Впрочем, это был бы еще один повод для саркастического замечания нашего современника в адрес Глеба: «Ну, ты даешь, в натуре. Девятерых братанов завалил – не моргнул, а с десятым управиться не можешь? И это когда у тебя в руках его жена и единственный сын. Да ты бы только поставил ему, в смысле сыну, утюжок на спинку, и папочка все бы вывалил. Что, утюжка нету? Неважно, угольки горячие есть. Для чисто сердечного[38] признания хватило бы за глаза».
Воистину, остается только восхищаться, как далеко вперед всего за каких-то без малого восемьсот лет шагнули сознание, разум, а главное, гуманизм нашей цивилизации. Дух захватывает от одного лишь представления об этом колоссальном пути, проделанном человеческим гением. Сердце удивленно замирает в груди только при одной мысли о том, какие могучие семимильные шаги, да что там шаги – скачки, совершил прогресс, отважно и стремительно продвигаясь по лестнице, ведущей круто вниз.
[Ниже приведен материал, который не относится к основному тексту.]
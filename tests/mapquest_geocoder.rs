//! MapQuest geocoder against a mock HTTP server.

use bootcamp_directory::geocoding::{Coordinates, GeocodeError, Geocoder, MapQuestGeocoder};
use httpmock::prelude::*;
use serde_json::json;

#[tokio::test]
async fn test_geocode_postal_code() {
    let server = MockServer::start();
    let mock = server.mock(|when, then| {
        when.method(GET)
            .path("/geocoding/v1/address")
            .query_param("key", "test-key")
            .query_param("location", "90210");
        then.status(200)
            .header("Content-Type", "application/json")
            .json_body(json!({
                "results": [{
                    "locations": [{
                        "latLng": {"lat": 34.09, "lng": -118.40},
                        "street": "",
                        "adminArea5": "Beverly Hills",
                        "adminArea3": "CA",
                        "postalCode": "90210",
                        "adminArea1": "US"
                    }]
                }]
            }));
    });

    let geocoder = MapQuestGeocoder::with_base_url("test-key", &server.base_url()).unwrap();
    let location = geocoder.geocode("90210").await.unwrap();

    mock.assert();
    assert_eq!(location.coordinates, Coordinates::new(34.09, -118.40));
    assert_eq!(location.street, None);
    assert_eq!(location.city.as_deref(), Some("Beverly Hills"));
    assert_eq!(location.zipcode.as_deref(), Some("90210"));
    assert_eq!(
        location.formatted_address.as_deref(),
        Some("Beverly Hills, CA, 90210, US")
    );
}

#[tokio::test]
async fn test_no_locations_is_no_match() {
    let server = MockServer::start();
    server.mock(|when, then| {
        when.method(GET).path("/geocoding/v1/address");
        then.status(200)
            .header("Content-Type", "application/json")
            .json_body(json!({"results": [{"locations": []}]}));
    });

    let geocoder = MapQuestGeocoder::with_base_url("test-key", &server.base_url()).unwrap();
    let result = geocoder.geocode("00000").await;

    assert!(matches!(result, Err(GeocodeError::NoMatch(q)) if q == "00000"));
}

#[tokio::test]
async fn test_provider_error_status() {
    let server = MockServer::start();
    server.mock(|when, then| {
        when.method(GET).path("/geocoding/v1/address");
        then.status(403).body("The AppKey submitted with this request is invalid.");
    });

    let geocoder = MapQuestGeocoder::with_base_url("bad-key", &server.base_url()).unwrap();
    let result = geocoder.geocode("90210").await;

    assert!(matches!(result, Err(GeocodeError::Provider(_))));
}

#[tokio::test]
async fn test_base_url_with_path_prefix() {
    let server = MockServer::start();
    let mock = server.mock(|when, then| {
        when.method(GET).path("/proxy/geocoding/v1/address");
        then.status(200)
            .header("Content-Type", "application/json")
            .json_body(json!({
                "results": [{"locations": [{"latLng": {"lat": 42.35, "lng": -71.1}}]}]
            }));
    });

    let geocoder = MapQuestGeocoder::with_base_url("test-key", &server.url("/proxy")).unwrap();
    let location = geocoder.geocode("02215").await.unwrap();

    mock.assert();
    assert_eq!(location.coordinates, Coordinates::new(42.35, -71.1));
}
//! Authentication module

pub mod context;
pub mod error_handler;
pub mod store;
pub mod token;

// Re-export commonly used items
pub use context::{
    use_auth, use_is_authenticated, use_session, AuthAction, AuthContext, AuthProvider, Session,
};
pub use store::{valid_token, LocalTokenStore, MemoryTokenStore, TokenStore};
pub use token::TokenExpiryRecord;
И чудится, что уже совсем недалек тот час, когда ее ступени закончатся и пред этим самым гением заслуженной наградой предстанет таинственная и загадочная заветная дверца, ради которой и были проделаны столь титанические усилия. Открыв же ее, человек, в благодарность за свой честный добросовестный труд, наконец-то сможет всей душой вкусить полное блаженство и ощутить неземное наслаждение от сладостных объятий... вечного ада. Только настоящего, до которого хилому библейскому, с его кипящими котлами и скворчащими сковородками, так же далеко, как человеку до обычного волка, убивающего лишь ради собственной жизни, то есть пропитания, но никогда для наслаждения.
Кстати, именно этого, то бишь пытки малолетнего сына, и опасался больше всего Константин как человек, успевший сполна насладиться всеми плодами неутомимого прогресса и вдохнуть полной грудью нежный чарующий аромат российской демократии.